Transcribe the lines from the start of the data below through the line with "#[derive(Debug, Clone, Copy, PartialEq, Eq)]", word for word and nothing more.

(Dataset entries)
BEGIN

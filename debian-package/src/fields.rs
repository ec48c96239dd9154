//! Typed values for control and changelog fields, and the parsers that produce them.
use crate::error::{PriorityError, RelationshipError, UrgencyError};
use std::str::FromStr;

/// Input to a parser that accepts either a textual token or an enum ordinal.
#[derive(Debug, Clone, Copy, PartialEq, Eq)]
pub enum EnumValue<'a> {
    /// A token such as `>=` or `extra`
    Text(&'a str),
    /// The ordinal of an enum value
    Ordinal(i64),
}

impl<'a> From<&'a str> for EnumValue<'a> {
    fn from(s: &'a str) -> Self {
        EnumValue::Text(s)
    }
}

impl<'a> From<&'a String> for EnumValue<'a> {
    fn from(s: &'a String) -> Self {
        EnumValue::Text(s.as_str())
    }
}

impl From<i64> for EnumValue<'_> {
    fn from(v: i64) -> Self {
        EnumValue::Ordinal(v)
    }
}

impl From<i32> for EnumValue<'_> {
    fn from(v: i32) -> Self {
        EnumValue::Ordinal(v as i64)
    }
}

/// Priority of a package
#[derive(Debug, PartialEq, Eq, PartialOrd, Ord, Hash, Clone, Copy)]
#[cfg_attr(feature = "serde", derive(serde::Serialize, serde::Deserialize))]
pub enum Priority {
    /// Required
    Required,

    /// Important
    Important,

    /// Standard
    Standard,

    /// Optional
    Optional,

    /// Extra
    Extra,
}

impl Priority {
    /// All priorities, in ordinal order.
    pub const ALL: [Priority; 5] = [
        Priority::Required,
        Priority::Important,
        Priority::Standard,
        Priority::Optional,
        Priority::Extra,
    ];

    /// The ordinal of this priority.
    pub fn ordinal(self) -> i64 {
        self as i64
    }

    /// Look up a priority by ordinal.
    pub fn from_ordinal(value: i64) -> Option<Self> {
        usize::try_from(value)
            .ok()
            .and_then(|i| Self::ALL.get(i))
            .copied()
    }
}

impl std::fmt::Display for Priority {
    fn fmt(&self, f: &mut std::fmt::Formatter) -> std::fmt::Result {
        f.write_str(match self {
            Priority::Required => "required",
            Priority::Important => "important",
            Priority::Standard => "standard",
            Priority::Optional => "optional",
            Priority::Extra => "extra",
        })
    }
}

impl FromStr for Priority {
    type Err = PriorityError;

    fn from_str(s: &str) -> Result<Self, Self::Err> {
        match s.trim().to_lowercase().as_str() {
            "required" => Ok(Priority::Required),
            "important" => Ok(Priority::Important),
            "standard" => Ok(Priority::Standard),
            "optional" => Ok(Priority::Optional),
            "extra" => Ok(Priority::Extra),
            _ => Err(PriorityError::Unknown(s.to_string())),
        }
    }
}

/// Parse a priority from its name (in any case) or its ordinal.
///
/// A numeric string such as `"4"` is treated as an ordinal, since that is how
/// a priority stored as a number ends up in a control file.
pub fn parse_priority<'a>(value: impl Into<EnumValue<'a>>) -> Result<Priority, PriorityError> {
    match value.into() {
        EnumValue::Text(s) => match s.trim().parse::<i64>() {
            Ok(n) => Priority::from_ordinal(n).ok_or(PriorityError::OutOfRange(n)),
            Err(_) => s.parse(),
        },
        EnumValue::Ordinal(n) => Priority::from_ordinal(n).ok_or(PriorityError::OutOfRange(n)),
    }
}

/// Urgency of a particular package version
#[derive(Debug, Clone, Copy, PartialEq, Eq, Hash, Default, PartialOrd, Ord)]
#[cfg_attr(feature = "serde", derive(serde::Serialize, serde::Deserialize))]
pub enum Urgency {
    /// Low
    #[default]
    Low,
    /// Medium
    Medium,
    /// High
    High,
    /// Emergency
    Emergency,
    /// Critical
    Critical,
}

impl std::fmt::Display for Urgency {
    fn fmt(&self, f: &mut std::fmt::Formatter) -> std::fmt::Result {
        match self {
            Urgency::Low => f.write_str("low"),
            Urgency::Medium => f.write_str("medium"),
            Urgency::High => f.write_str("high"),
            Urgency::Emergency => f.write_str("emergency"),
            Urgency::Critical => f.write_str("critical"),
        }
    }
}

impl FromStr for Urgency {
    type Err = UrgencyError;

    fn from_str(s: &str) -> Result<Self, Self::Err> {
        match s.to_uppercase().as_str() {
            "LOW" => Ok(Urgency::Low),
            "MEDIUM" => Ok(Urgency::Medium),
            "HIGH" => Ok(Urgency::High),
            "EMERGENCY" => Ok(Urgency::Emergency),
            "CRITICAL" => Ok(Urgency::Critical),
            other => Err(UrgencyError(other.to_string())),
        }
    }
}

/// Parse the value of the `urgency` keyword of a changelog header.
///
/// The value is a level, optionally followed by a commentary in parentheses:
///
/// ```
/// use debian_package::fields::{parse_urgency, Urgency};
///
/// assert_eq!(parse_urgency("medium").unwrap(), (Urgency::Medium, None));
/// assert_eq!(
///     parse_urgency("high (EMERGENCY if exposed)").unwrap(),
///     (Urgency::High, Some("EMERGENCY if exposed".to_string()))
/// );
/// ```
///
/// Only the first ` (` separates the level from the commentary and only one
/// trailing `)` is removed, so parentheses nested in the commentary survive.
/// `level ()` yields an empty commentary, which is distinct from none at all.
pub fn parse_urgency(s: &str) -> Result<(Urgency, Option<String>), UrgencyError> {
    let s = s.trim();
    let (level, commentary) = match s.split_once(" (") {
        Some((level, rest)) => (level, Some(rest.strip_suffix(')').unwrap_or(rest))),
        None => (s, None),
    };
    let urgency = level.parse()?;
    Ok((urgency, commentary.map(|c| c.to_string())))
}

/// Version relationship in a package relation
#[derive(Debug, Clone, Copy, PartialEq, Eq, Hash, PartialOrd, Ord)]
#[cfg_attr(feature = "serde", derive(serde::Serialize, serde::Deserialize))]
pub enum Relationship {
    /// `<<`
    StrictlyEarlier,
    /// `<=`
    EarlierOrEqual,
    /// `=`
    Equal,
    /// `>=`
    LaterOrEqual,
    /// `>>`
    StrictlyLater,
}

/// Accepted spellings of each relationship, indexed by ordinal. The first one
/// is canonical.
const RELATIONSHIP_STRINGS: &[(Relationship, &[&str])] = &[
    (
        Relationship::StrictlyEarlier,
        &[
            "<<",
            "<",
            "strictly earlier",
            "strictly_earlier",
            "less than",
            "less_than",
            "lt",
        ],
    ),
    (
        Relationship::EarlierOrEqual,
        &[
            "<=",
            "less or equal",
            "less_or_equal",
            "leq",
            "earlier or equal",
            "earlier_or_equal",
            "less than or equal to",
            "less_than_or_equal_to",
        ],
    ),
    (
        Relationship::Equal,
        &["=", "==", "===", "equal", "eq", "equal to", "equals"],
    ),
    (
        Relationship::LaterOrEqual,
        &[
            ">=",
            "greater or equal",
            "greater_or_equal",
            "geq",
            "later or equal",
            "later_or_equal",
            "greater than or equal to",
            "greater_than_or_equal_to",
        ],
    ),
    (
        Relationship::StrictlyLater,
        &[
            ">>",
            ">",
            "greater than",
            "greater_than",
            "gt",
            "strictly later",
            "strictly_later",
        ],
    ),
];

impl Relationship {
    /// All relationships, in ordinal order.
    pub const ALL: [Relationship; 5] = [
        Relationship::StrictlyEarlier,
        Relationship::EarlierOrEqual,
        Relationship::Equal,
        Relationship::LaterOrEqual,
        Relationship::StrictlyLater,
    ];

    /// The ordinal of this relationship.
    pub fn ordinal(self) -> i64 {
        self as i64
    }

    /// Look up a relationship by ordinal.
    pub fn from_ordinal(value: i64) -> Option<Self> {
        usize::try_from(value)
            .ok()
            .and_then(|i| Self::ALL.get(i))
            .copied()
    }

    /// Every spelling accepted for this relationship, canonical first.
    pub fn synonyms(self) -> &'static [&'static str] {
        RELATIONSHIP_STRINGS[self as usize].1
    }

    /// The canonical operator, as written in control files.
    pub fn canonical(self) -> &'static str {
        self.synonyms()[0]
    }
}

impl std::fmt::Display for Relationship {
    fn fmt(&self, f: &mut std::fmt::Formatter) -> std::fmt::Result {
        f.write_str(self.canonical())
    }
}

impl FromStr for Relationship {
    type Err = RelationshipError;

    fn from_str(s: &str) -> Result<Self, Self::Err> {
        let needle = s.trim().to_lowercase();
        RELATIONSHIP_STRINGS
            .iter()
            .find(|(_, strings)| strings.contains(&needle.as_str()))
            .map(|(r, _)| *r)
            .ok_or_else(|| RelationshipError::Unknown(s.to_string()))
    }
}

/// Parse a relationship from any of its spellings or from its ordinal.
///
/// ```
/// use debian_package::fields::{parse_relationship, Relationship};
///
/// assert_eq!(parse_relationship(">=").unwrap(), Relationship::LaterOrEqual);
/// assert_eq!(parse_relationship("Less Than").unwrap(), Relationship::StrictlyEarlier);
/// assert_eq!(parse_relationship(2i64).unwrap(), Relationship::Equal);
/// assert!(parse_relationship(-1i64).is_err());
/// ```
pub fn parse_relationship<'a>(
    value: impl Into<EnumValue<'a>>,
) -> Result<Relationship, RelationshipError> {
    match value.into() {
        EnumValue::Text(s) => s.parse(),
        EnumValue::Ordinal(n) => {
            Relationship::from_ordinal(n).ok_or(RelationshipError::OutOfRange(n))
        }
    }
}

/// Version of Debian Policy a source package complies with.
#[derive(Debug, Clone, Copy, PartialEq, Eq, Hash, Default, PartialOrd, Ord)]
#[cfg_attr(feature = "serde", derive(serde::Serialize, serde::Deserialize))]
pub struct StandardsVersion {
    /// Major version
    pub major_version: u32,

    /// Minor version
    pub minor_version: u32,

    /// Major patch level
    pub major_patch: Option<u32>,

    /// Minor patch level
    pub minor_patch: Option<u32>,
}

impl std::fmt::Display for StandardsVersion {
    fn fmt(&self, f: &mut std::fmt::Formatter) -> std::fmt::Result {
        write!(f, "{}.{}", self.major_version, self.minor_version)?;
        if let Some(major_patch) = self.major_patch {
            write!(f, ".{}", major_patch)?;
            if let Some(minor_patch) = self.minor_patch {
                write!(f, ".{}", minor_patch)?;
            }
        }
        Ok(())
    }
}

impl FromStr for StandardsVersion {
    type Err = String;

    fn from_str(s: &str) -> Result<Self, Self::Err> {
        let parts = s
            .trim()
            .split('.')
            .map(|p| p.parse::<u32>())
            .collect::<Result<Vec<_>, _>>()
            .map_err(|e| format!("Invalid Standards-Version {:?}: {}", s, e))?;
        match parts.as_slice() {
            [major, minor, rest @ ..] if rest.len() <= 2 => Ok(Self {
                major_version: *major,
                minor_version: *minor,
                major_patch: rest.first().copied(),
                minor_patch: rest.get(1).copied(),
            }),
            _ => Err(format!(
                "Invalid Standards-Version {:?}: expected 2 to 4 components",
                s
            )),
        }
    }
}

END

ANSWER BOX:
filename debian-package/src/fields.rs
repository ec48c96239dd9154
//! Typed values for control and changelog fields, and the parsers that produce them.
use crate::error::{PriorityError, RelationshipError, UrgencyError};
use std::str::FromStr;

/// Input to a parser that accepts either a textual token or an enum ordinal.
#[derive(Debug, Clone, Copy, PartialEq, Eq)]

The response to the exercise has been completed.